The plantation complex, in 1973, included a two-story main house. The house, then known as Cotton Place, was enlarged and "Victorianized" in 1874–75 by railroad businessman William Morrill Wadley to retire there. The original house, built in the early 1800s, was plantation plain in style. Subsequent owners called it Colaparchee, before Wadley bought it in 1873. He named it "Great Hill" after his birthplace near Brentwood, New Hampshire. The plantation, then 1,360 acre, cost $6,410 (~$ in ). Wadley was buried beside the house, in the Wadley family cemetery, after his death in 1882. His wife, Rebecca, joined him in 1905.

It was deemed significant as "one of few, almost perfectly intact plantation complexes" in the state of Georgia.

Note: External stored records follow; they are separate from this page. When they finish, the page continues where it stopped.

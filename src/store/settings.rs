//! `app_settings` key/value rows and `app_counters`.

use rusqlite::{OptionalExtension, params};
use tracing::debug;

use crate::config::Policy;
use crate::error::HrResult;

use super::Database;

impl Database {
    /// Reads one stored setting.
    pub fn get_setting(&self, key: &str) -> HrResult<Option<String>> {
        Ok(self
            .conn()
            .query_row(
                "SELECT setting_value FROM app_settings WHERE setting_key = ?1",
                params![key],
                |r| r.get(0),
            )
            .optional()?)
    }

    /// Inserts or replaces a setting.
    pub fn set_setting(&self, key: &str, value: &str) -> HrResult<()> {
        self.conn().execute(
            "INSERT INTO app_settings (setting_key, setting_value) VALUES (?1, ?2)
             ON CONFLICT(setting_key) DO UPDATE SET setting_value = excluded.setting_value",
            params![key, value],
        )?;
        debug!(setting = key, value, "setting stored");
        Ok(())
    }

    /// Every stored setting, ordered by key.
    pub fn all_settings(&self) -> HrResult<Vec<(String, String)>> {
        let mut stmt = self
            .conn()
            .prepare("SELECT setting_key, setting_value FROM app_settings ORDER BY setting_key")?;
        let rows = stmt.query_map([], |r| Ok((r.get(0)?, r.get(1)?)))?;
        Ok(rows.collect::<Result<Vec<_>, _>>()?)
    }

    /// Returns the counter's current value and advances it by one.
    ///
    /// Runs inside the caller's transaction when there is one; a missing
    /// counter starts at 1.
    pub fn increment_counter(&self, name: &str) -> HrResult<i64> {
        self.conn().execute(
            "INSERT OR IGNORE INTO app_counters (counter_name, current_value) VALUES (?1, 1)",
            params![name],
        )?;
        let value: i64 = self.conn().query_row(
            "SELECT current_value FROM app_counters WHERE counter_name = ?1",
            params![name],
            |r| r.get(0),
        )?;
        self.conn().execute(
            "UPDATE app_counters SET current_value = current_value + 1 WHERE counter_name = ?1",
            params![name],
        )?;
        Ok(value)
    }

    /// The default policy overlaid with stored settings.
    ///
    /// Values that do not parse are logged and the default is kept.
    pub fn load_policy(&self) -> HrResult<Policy> {
        let mut policy = self.default_policy().clone();
        for (key, value) in self.all_settings()? {
            if !policy.apply_setting(&key, &value) {
                debug!(setting = %key, "setting not applied");
            }
        }
        Ok(policy)
    }
}
//! Contract lifecycle evaluation.
//!
//! An approved contract is Active until its end date. Inside the notice
//! period it becomes Upcoming Renewal. Past the end date it either renews
//! (auto-renewable contracts move the end date forward by whole renewal
//! terms and become Renewed) or expires. A Renewed contract keeps that
//! status until its new term reaches the notice period. Drafts, rejected and terminated contracts are left
//! alone.

use chrono::NaiveDate;
use serde::{Deserialize, Serialize};

use crate::models::{ApprovalStatus, Contract, ContractLifecycle, add_years};

/// The outcome of [`evaluate_lifecycle`].
#[derive(Debug, Clone, PartialEq, Eq, Serialize, Deserialize)]
pub struct LifecycleEvaluation {
    /// Status the contract should now have.
    pub status: ContractLifecycle,
    /// End date after any renewals.
    pub current_end_date: Option<NaiveDate>,
    /// Number of renewal terms applied.
    pub renewals: u32,
}

impl LifecycleEvaluation {
    /// True when status or end date differ from the stored contract.
    pub fn changes(&self, contract: &Contract) -> bool {
        self.status != contract.lifecycle_status || self.current_end_date != contract.current_end_date
    }
}

/// Decides a contract's lifecycle status on `today`.
pub fn evaluate_lifecycle(contract: &Contract, today: NaiveDate) -> LifecycleEvaluation {
    let unchanged = LifecycleEvaluation {
        status: contract.lifecycle_status,
        current_end_date: contract.current_end_date,
        renewals: 0,
    };
    if contract.approval_status != ApprovalStatus::Approved
        || matches!(
            contract.lifecycle_status,
            ContractLifecycle::Terminated | ContractLifecycle::Expired
        )
    {
        return unchanged;
    }

    let Some(mut end) = contract.current_end_date else {
        return LifecycleEvaluation {
            status: ContractLifecycle::Active,
            ..unchanged
        };
    };

    let mut renewals = 0;
    if end < today {
        let term = contract
            .renewal_term_years
            .filter(|t| *t > 0 && contract.is_auto_renewable);
        match term {
            Some(term) => {
                while end < today {
                    match add_years(end, term) {
                        Some(next) => end = next,
                        None => break,
                    }
                    renewals += 1;
                }
            }
            None => {
                return LifecycleEvaluation {
                    status: ContractLifecycle::Expired,
                    current_end_date: Some(end),
                    renewals: 0,
                };
            }
        }
    }

    let days_left = (end - today).num_days();
    let status = if renewals > 0 {
        ContractLifecycle::Renewed
    } else if days_left <= contract.notice_period_days {
        ContractLifecycle::UpcomingRenewal
    } else if contract.lifecycle_status == ContractLifecycle::Renewed {
        ContractLifecycle::Renewed
    } else {
        ContractLifecycle::Active
    };
    LifecycleEvaluation {
        status,
        current_end_date: Some(end),
        renewals,
    }
}

#[cfg(test)]
mod tests {
    use super::*;
    use crate::models::ContractType;

    fn d(y: i32, m: u32, day: u32) -> NaiveDate {
        NaiveDate::from_ymd_opt(y, m, day).unwrap()
    }

    fn contract(end: Option<NaiveDate>, auto: bool) -> Contract {
        let ts = d(2024, 1, 1).and_hms_opt(0, 0, 0).unwrap();
        Contract {
            id: 1,
            employee_id: "EMP0001".to_string(),
            contract_type: ContractType::Temporary,
            start_date: d(2024, 1, 1),
            initial_duration_years: Some(1),
            current_end_date: end,
            is_auto_renewable: auto,
            renewal_term_years: auto.then_some(1),
            notice_period_days: 30,
            lifecycle_status: ContractLifecycle::Active,
            approval_status: ApprovalStatus::Approved,
            assigned_approver_user_id: Some(1),
            approval_comments: None,
            approval_processed_by_user_id: Some(1),
            approval_processed_date: Some(ts),
            custom_terms: None,
            position: None,
            salary: None,
            created_at: ts,
            updated_at: ts,
        }
    }

    #[test]
    fn test_active_outside_notice_period() {
        let eval = evaluate_lifecycle(&contract(Some(d(2025, 1, 1)), false), d(2024, 6, 1));
        assert_eq!(eval.status, ContractLifecycle::Active);
    }

    #[test]
    fn test_upcoming_renewal_inside_notice_period() {
        let eval = evaluate_lifecycle(&contract(Some(d(2025, 1, 1)), false), d(2024, 12, 2));
        assert_eq!(eval.status, ContractLifecycle::UpcomingRenewal);
    }

    #[test]
    fn test_expired_without_auto_renew() {
        let eval = evaluate_lifecycle(&contract(Some(d(2025, 1, 1)), false), d(2025, 1, 2));
        assert_eq!(eval.status, ContractLifecycle::Expired);
        assert_eq!(eval.renewals, 0);
    }

    #[test]
    fn test_auto_renew_rolls_end_date_forward() {
        let c = contract(Some(d(2025, 1, 1)), true);
        let eval = evaluate_lifecycle(&c, d(2026, 3, 1));
        assert_eq!(eval.current_end_date, Some(d(2027, 1, 1)));
        assert_eq!(eval.renewals, 2);
        assert_eq!(eval.status, ContractLifecycle::Renewed);
        assert!(eval.changes(&c));

        let mut stored = c.clone();
        stored.lifecycle_status = eval.status;
        stored.current_end_date = eval.current_end_date;
        let later = evaluate_lifecycle(&stored, d(2026, 6, 1));
        assert_eq!(later.status, ContractLifecycle::Renewed);
        assert!(!later.changes(&stored));
        let notice = evaluate_lifecycle(&stored, d(2026, 12, 15));
        assert_eq!(notice.status, ContractLifecycle::UpcomingRenewal);
        assert_eq!(notice.renewals, 0);
    }

    #[test]
    fn test_open_ended_contract_stays_active() {
        let eval = evaluate_lifecycle(&contract(None, false), d(2030, 1, 1));
        assert_eq!(eval.status, ContractLifecycle::Active);
    }

    #[test]
    fn test_unapproved_contract_untouched() {
        let mut c = contract(Some(d(2025, 1, 1)), false);
        c.approval_status = ApprovalStatus::PendingApproval;
        c.lifecycle_status = ContractLifecycle::Draft;
        let eval = evaluate_lifecycle(&c, d(2026, 1, 1));
        assert_eq!(eval.status, ContractLifecycle::Draft);
        assert!(!eval.changes(&c));
    }
}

Some portion of the estate, perhaps the main house, has been lost (see photo from 2014). Satellite view of the property, in 2019, shows a large, presumably new mansion, covering where the main house was. A number of historic outbuildings survive.

It is located about 15 mi northwest of Macon, Georgia, one or two miles west of the small town of Bolingbroke, off of Georgia State Route 41. It is about 1/2 mi off Georgia State Route 41, a short way from the intersection of Route 41 and Interstate 475.

Coordinates point to what appears to have been the dairy of the plantation complex, based on comparison of sketch map to Google satellite view.